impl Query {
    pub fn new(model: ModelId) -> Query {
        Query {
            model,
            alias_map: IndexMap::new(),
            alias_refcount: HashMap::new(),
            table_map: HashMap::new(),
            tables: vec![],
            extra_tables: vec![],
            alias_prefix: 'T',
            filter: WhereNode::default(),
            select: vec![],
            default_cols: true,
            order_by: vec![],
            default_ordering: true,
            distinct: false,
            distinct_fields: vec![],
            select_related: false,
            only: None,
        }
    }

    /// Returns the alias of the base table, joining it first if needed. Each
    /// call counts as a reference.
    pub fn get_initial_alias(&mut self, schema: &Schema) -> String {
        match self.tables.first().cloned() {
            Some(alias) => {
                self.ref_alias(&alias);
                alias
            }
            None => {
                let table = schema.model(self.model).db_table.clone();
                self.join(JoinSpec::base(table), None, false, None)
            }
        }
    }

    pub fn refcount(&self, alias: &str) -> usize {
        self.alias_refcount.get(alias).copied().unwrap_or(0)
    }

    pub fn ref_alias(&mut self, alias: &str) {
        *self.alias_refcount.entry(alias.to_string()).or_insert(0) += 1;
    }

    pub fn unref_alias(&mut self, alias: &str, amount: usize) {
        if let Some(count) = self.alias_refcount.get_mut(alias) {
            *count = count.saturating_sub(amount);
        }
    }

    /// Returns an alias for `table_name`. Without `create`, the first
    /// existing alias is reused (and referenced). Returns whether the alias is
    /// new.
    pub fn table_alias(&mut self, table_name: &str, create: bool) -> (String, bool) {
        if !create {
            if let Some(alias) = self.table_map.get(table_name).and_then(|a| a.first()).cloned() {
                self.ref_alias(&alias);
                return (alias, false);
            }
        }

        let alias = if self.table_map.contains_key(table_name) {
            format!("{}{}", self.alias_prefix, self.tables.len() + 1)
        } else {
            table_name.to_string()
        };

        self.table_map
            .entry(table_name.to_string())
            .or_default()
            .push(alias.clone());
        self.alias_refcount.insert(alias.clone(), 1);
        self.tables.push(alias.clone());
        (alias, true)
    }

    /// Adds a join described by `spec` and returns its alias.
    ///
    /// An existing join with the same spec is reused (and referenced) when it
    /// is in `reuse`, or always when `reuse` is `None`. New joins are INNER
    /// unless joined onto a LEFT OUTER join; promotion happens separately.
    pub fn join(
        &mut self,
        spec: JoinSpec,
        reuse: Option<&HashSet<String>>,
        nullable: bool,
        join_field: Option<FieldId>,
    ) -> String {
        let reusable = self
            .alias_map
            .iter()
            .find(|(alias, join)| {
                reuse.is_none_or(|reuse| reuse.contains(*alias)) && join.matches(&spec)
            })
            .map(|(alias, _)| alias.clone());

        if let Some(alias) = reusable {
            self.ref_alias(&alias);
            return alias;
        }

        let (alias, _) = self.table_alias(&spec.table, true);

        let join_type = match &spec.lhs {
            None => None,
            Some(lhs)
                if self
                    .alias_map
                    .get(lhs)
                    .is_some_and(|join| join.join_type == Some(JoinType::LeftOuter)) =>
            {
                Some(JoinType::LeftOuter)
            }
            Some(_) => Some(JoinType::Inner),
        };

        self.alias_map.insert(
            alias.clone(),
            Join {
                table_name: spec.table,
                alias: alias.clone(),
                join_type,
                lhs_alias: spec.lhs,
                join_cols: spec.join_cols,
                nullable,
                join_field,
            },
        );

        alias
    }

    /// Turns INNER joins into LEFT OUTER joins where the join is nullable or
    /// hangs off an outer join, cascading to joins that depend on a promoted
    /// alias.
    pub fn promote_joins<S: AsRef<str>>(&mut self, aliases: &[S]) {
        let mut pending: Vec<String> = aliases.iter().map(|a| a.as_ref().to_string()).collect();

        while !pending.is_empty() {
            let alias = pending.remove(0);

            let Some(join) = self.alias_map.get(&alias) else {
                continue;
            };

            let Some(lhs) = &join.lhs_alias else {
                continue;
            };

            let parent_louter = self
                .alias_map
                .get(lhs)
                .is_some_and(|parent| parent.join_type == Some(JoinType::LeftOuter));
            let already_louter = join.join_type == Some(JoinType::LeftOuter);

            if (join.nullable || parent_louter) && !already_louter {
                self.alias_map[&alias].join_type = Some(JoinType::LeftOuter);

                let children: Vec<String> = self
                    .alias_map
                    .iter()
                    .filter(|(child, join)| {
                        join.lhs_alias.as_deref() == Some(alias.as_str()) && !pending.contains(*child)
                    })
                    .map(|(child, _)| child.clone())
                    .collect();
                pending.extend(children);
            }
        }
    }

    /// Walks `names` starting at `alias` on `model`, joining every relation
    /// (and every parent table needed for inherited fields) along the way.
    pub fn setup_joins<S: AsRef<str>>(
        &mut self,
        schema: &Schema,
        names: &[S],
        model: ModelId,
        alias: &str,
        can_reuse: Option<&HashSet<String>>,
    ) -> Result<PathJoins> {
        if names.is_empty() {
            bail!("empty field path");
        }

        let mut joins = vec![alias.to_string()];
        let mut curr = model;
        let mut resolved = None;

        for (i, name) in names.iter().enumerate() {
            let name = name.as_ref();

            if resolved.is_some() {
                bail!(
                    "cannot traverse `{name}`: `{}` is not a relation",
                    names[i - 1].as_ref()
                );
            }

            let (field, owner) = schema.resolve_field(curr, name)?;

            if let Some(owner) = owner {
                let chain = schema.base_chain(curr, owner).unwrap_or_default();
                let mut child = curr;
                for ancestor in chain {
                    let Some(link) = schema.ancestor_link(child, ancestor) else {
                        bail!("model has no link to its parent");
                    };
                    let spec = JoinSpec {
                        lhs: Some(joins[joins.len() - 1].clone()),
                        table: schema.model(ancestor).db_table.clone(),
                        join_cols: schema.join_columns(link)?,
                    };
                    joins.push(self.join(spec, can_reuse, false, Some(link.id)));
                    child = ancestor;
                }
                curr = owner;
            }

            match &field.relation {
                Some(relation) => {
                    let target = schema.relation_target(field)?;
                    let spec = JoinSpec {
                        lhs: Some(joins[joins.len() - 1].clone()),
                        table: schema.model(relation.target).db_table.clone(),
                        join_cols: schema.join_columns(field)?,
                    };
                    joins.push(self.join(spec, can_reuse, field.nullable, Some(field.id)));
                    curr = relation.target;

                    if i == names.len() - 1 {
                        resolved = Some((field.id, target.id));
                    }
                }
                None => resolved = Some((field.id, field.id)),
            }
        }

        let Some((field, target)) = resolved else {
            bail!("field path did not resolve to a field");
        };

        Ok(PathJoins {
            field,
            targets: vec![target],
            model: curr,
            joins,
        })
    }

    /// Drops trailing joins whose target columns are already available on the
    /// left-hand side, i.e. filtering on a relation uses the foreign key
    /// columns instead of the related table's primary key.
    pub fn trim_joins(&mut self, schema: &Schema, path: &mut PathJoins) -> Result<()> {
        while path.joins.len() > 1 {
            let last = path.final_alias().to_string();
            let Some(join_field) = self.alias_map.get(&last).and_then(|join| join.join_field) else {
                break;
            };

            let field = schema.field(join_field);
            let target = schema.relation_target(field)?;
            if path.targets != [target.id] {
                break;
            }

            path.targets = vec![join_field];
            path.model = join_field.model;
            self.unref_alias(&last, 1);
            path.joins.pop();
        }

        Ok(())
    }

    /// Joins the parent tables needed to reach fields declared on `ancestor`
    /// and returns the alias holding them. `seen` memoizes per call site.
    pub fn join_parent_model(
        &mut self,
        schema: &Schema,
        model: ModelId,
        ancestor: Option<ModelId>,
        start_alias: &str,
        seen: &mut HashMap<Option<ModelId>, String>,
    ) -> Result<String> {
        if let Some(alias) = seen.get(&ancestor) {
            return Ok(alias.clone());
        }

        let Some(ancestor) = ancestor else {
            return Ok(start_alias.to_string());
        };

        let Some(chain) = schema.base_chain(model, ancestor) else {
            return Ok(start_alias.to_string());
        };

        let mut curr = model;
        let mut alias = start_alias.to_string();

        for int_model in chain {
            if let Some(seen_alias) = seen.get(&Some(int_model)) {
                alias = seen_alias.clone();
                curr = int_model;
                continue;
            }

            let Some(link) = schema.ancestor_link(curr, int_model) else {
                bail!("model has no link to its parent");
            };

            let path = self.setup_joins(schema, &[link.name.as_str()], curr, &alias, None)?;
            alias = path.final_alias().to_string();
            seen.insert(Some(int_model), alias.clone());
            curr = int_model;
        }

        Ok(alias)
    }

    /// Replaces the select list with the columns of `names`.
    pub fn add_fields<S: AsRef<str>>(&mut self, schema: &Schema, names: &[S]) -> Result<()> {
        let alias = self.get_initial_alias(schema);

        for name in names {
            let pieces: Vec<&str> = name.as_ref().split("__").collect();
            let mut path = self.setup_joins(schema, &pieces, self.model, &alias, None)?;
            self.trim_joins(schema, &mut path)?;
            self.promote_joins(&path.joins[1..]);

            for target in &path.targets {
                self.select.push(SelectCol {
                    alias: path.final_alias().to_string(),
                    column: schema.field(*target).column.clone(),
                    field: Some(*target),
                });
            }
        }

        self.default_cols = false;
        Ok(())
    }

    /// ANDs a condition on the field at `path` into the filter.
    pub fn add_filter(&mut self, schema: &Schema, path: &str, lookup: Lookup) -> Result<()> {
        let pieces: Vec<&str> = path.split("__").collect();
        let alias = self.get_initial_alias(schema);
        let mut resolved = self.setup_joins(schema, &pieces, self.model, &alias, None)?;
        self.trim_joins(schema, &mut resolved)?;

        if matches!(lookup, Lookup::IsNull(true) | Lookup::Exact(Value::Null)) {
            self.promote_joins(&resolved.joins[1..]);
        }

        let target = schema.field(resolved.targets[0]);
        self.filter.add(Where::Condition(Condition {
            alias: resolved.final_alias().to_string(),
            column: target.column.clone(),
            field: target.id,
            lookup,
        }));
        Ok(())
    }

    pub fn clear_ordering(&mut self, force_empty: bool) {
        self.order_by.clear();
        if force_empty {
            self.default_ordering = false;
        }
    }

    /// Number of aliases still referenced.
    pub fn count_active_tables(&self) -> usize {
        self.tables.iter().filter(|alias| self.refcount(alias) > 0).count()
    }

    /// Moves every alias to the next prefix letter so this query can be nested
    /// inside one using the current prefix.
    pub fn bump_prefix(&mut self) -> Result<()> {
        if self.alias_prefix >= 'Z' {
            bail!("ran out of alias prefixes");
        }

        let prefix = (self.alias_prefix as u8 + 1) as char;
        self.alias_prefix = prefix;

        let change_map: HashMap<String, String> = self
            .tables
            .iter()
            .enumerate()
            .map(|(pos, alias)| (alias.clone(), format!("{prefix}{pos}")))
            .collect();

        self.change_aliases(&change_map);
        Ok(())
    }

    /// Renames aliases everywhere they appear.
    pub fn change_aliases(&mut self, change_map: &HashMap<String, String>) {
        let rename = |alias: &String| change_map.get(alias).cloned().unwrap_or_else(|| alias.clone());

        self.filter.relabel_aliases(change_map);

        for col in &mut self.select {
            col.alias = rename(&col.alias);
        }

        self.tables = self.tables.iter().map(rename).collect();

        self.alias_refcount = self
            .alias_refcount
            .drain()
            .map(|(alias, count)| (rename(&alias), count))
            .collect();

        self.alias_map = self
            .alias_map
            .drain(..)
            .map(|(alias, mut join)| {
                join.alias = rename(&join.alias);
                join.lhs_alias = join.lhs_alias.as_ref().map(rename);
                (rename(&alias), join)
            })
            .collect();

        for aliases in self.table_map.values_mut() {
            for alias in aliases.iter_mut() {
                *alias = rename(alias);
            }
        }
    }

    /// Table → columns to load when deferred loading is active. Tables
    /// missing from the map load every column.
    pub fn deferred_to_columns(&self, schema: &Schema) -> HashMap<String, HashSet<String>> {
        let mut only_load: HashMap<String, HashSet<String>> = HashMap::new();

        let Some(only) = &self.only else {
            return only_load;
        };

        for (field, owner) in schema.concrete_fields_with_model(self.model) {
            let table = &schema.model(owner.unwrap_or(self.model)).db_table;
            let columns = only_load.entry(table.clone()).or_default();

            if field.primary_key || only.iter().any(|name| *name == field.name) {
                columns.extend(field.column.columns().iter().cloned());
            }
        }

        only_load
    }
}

#### [WORK REQUEST]
Every line above with the string "format" in it needs to be copied.

#### [PROBLEM SOLUTION]
            format!("{}{}", self.alias_prefix, self.tables.len() + 1)
            .map(|(pos, alias)| (alias.clone(), format!("{prefix}{pos}")))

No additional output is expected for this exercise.